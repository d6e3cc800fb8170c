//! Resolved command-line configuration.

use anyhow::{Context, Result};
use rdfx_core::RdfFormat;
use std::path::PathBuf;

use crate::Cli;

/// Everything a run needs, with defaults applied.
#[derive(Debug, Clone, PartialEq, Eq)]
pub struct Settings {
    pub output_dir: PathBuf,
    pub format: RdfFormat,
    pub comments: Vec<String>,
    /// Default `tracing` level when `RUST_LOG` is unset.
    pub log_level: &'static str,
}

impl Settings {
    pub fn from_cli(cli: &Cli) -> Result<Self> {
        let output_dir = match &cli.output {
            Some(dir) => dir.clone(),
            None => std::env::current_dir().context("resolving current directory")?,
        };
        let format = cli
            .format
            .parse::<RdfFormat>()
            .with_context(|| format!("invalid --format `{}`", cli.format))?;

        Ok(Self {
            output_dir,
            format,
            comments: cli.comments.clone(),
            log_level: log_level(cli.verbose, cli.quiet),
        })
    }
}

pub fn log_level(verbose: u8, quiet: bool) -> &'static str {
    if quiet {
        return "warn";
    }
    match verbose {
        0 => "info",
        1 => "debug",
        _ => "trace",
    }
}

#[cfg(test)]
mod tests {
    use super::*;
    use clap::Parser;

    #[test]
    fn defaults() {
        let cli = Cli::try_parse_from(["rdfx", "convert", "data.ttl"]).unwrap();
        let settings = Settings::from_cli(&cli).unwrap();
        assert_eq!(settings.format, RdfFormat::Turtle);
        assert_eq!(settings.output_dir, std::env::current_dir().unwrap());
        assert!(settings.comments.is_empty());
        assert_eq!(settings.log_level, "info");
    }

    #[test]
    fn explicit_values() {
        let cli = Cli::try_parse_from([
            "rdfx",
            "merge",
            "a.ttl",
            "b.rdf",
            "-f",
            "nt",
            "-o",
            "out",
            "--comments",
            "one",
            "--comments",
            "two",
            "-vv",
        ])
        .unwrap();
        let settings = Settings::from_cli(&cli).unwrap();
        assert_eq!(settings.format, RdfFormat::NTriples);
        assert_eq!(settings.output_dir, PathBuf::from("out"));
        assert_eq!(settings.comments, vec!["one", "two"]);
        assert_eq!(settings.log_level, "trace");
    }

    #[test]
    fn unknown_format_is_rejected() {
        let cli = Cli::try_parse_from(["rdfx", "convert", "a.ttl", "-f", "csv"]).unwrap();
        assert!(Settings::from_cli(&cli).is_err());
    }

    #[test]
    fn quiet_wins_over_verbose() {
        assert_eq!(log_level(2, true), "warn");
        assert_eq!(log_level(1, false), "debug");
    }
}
● ● ● ● ● ● ●
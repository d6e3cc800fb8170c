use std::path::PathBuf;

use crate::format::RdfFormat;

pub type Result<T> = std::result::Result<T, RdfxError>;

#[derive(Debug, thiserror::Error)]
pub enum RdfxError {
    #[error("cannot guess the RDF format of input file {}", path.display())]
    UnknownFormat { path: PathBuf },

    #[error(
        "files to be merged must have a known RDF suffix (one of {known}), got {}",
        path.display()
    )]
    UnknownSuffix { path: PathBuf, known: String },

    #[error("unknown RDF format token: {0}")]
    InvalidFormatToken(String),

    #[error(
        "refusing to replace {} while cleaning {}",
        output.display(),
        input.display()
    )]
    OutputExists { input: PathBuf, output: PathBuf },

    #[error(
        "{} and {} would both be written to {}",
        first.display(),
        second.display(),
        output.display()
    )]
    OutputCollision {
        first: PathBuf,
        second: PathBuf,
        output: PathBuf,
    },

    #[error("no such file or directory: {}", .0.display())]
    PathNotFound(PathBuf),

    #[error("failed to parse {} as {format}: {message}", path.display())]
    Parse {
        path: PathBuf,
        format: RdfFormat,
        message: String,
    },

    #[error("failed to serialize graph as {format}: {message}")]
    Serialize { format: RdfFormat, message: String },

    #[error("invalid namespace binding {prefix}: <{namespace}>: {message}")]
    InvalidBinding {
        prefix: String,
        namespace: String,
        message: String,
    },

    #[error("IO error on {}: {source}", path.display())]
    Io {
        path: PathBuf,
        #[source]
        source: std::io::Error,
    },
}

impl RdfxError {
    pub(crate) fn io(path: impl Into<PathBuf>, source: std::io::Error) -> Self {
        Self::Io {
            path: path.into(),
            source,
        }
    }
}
● ● ● ● ● ● ●
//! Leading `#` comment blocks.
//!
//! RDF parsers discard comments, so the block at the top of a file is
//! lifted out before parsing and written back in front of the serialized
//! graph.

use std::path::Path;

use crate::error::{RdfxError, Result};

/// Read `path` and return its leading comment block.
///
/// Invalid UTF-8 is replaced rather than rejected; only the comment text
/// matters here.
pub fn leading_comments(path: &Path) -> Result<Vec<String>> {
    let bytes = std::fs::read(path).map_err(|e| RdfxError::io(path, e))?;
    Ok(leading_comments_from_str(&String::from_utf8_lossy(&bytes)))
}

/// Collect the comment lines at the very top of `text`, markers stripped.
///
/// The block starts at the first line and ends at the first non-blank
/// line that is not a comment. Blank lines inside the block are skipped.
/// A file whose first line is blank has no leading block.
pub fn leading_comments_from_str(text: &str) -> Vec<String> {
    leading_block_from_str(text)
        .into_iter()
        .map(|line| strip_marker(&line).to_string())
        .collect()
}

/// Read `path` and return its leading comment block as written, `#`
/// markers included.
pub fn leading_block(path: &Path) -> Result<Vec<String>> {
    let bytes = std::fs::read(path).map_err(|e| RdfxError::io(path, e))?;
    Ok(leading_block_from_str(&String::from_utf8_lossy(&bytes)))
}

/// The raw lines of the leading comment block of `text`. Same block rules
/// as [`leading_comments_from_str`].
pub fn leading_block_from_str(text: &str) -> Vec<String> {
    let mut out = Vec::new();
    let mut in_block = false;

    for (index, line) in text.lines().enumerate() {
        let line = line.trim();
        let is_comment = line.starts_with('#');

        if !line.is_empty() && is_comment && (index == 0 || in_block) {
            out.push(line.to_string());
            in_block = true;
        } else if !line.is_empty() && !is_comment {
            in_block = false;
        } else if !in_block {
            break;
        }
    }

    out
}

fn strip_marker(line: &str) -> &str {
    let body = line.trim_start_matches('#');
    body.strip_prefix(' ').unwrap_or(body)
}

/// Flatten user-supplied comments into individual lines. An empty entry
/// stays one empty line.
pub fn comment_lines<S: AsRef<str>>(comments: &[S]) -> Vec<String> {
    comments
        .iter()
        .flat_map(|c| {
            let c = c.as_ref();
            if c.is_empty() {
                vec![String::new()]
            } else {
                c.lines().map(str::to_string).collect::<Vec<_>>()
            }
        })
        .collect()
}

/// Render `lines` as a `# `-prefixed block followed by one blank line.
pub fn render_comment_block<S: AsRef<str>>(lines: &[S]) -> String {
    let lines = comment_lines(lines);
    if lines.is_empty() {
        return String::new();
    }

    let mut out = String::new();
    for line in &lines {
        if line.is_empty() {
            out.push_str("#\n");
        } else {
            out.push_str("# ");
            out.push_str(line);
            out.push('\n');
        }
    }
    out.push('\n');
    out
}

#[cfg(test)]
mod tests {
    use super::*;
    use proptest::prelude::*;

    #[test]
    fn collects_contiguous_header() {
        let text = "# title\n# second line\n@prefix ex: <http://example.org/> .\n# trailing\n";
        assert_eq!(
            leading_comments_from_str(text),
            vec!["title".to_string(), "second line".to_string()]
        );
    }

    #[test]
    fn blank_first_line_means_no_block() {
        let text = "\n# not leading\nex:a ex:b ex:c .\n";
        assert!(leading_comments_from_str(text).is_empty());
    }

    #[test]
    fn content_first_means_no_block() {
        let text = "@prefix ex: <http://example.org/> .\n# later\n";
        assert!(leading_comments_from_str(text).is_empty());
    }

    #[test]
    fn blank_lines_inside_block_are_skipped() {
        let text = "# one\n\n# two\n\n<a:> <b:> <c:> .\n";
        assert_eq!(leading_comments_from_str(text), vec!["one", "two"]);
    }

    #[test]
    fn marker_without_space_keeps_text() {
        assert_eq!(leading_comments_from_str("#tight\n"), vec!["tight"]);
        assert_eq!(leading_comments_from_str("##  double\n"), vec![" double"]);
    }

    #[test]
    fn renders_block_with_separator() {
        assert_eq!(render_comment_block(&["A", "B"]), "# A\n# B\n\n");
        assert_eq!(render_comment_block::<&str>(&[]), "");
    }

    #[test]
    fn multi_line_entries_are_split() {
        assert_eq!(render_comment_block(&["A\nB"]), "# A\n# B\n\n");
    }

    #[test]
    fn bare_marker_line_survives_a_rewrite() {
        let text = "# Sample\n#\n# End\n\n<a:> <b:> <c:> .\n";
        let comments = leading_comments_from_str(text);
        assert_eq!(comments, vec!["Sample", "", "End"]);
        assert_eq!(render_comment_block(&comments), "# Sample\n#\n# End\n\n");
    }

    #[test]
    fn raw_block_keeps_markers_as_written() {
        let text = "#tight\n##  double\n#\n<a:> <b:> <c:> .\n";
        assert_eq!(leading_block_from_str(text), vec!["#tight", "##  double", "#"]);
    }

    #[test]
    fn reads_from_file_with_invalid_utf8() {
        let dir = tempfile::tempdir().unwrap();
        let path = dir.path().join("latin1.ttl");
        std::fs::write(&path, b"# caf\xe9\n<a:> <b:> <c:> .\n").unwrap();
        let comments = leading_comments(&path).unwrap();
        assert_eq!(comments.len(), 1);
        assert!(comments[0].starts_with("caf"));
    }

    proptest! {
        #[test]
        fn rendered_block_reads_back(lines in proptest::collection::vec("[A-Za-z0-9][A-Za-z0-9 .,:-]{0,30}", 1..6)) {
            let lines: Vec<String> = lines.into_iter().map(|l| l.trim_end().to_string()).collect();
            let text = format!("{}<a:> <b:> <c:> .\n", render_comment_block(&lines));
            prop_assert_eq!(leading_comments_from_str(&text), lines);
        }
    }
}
● ● ● ● ● ● ●
EXERCISE REQUIREMENTS:
Search the entries for "body" and show every line that has it.

ANSWER FOR THIS EXERCISE:
    let body = line.trim_start_matches('#');
    body.strip_prefix(' ').unwrap_or(body)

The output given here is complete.